What you should do |
Check every line below, and copy those that include "status".

==============================

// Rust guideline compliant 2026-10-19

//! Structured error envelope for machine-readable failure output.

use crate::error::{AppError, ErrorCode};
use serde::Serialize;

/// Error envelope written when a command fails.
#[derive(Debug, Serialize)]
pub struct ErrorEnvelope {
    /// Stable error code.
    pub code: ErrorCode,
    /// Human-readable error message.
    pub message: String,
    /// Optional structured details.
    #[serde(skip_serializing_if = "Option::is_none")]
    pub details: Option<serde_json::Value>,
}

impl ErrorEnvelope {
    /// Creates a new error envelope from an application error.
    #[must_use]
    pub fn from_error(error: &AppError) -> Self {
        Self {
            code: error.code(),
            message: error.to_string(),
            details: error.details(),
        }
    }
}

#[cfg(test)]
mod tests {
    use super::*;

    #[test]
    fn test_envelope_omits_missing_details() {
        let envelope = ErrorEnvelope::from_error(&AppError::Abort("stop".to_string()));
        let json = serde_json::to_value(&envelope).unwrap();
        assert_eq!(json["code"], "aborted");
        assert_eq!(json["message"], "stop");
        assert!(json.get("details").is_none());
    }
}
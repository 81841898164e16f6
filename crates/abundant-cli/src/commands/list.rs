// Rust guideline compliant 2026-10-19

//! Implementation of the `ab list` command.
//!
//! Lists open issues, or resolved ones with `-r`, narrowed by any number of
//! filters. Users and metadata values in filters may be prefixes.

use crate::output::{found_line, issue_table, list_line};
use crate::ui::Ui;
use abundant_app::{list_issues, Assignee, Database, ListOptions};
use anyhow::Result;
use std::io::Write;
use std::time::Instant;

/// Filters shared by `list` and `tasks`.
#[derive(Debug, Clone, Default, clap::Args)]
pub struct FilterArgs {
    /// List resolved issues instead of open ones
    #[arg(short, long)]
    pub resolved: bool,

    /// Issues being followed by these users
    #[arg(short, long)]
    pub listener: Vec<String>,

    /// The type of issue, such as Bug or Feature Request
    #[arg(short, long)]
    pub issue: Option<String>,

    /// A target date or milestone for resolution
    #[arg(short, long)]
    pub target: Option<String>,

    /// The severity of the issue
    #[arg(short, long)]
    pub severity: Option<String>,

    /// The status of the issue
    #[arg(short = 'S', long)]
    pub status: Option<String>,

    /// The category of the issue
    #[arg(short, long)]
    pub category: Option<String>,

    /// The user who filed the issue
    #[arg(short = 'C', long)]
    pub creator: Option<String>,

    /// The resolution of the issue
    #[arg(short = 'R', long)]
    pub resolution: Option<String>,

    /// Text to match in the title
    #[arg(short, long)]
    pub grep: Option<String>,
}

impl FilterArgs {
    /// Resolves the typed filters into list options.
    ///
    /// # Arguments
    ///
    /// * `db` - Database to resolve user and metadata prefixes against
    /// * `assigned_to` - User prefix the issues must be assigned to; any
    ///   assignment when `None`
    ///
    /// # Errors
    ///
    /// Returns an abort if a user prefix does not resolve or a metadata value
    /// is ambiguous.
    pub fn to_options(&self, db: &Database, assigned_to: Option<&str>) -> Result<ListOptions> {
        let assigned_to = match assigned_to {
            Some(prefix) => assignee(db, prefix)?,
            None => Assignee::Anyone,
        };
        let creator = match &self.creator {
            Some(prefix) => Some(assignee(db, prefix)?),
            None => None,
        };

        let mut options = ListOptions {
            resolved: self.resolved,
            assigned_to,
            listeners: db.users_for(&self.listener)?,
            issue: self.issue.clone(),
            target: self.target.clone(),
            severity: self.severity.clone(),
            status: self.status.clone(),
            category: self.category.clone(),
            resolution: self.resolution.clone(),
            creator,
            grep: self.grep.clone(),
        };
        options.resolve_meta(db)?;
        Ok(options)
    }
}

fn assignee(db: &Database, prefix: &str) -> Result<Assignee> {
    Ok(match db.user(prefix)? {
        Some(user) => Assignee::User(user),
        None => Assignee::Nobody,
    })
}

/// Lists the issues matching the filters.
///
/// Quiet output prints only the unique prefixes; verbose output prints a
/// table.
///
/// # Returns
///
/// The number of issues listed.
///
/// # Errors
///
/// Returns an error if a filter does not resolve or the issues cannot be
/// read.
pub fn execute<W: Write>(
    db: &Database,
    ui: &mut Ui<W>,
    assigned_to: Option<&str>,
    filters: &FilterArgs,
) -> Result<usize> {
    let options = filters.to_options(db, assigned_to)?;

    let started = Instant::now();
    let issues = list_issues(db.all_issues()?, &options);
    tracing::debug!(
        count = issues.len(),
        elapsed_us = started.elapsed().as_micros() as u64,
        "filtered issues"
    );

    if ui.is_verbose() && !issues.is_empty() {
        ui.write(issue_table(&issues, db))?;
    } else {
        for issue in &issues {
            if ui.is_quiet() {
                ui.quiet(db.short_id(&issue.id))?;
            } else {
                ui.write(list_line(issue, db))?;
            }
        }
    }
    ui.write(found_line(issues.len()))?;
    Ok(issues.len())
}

==============================

Solution below |
    /// The status of the issue
    pub status: Option<String>,
            status: self.status.clone(),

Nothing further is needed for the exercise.